Introduction
Je suis né le 27 juin 1984 dans l'une des villes les plus peuplées du Canada. Ma venue au monde n'a d'ailleurs pas été de tout repos pour ma chère et tendre mère: à vrai dire, je ne compte plus le nombre de fois où elle m'a parlé de cette soirée si particulière dans les moindres détails. Tout le monde s'attendait à ce que je vois la lumière du jour au cours du mois de juillet sauf de mon côté, je n'en avais fait qu'à ma tête et c'est donc avec deux semaines d'avance sur le planning prévu que j'avais finalement poussé mes premiers cris. Non content de provoquer une certaine panique chez mes parents, je m'étais en plus permis de les réveiller en pleine nuit histoire de pimenter encore un peu plus la situation. D'ailleurs, ce n'est pas à l'hôpital que ma mère avait accouché: le temps de se rendre à la clinique, j'étais sorti de son ventre avant même que le taxi, dans lequel elle se trouvait, ne parvienne à bon port. Je ne me lassais jamais d'écouter ce récit même si avec le temps, j'avais fini par le connaître par cœur: au fil du temps, rien n'avait changé et je buvais chaque parole que mon ange gardien prononçait comme si c'était la toute première fois qu'elle évoquait ma naissance. Comment aurait-il pu en être autrement?

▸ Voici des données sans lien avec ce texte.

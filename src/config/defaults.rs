use std::time::Duration;

use serde::{Deserialize, Serialize};
use url::Url;

use crate::cli::NodeArgs;

/// Connection settings for the node, read from the `[node]` table.
#[derive(Debug, Clone, PartialEq, Eq, Deserialize, Serialize)]
#[serde(default)]
pub struct NodeSettings {
    pub url: String,
    /// No timeout when unset.
    pub timeout_secs: Option<u64>,
}

impl Default for NodeSettings {
    fn default() -> Self {
        Self {
            url: "http://localhost:14265".to_string(),
            timeout_secs: None,
        }
    }
}

impl NodeSettings {
    /// The config file key holding these settings.
    pub fn main_key_prefix() -> &'static str {
        "node"
    }

    /// Applies command line overrides on top of file and environment values.
    pub fn apply_node(&mut self, args: &NodeArgs) {
        if let Some(url) = &args.node_url {
            self.url = url.clone();
        }
        if let Some(timeout_secs) = args.timeout_secs {
            self.timeout_secs = Some(timeout_secs);
        }
    }

    pub fn endpoint(&self) -> Result<Url, url::ParseError> {
        Url::parse(&self.url)
    }

    pub fn timeout(&self) -> Option<Duration> {
        self.timeout_secs.map(Duration::from_secs)
    }
}
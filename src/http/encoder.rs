//! Builds request bodies from [`Command`]s.
//!
//! A body is a single JSON object: the `command` key first, followed by the
//! command's parameters in the order the registry declares them.

use serde_json::{Map, Value};

use super::command::Command;

/// Key carrying the command's wire name.
pub const COMMAND_KEY: &str = "command";

/// Returns the request body for `command` as a JSON object.
pub fn request_object(command: &Command) -> Map<String, Value> {
    let mut object = Map::new();
    object.insert(COMMAND_KEY.to_string(), Value::String(command.name().to_string()));
    for (key, parameter) in command.parameters() {
        object.insert(key.to_string(), parameter.to_value());
    }
    object
}

/// Serializes the request body for `command` to UTF-8 JSON bytes.
pub fn encode_request(command: &Command) -> Result<Vec<u8>, serde_json::Error> {
    serde_json::to_vec(&request_object(command))
}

Ma mère incarnait la douceur dans toute sa splendeur mais elle avait surtout un don pour toucher les gens en plein cœur: sur un plan purement émotionnel, j'étais intimement convaincu qu'elle n'aurait eu aucun mal à rendre inoffensif la pire des charognes. Chaque fois qu'elle s'évertuait à mettre ce souvenir sur le tapis, je la sentais un peu ailleurs comme si au fil de son récit, elle revivait pleinement cet accouchement qui semblait l'avoir tant marqué. De mon côté, je ne pouvais m'empêcher d'observer ce magnifique sourire qui illuminait alors son visage tandis qu'elle tentait tant bien que mal de cacher quelques larmes qui coulaient sur ses joues. En règle générale, nos deux regards finissaient toujours par se croiser et automatiquement, ma mère me serrait tendrement dans ses bras tout en glissant au creux de l'oreille quelques mots qui en disaient long sur l'amour qu'elle me portait: j'étais son enfant chéri, son petit trésor.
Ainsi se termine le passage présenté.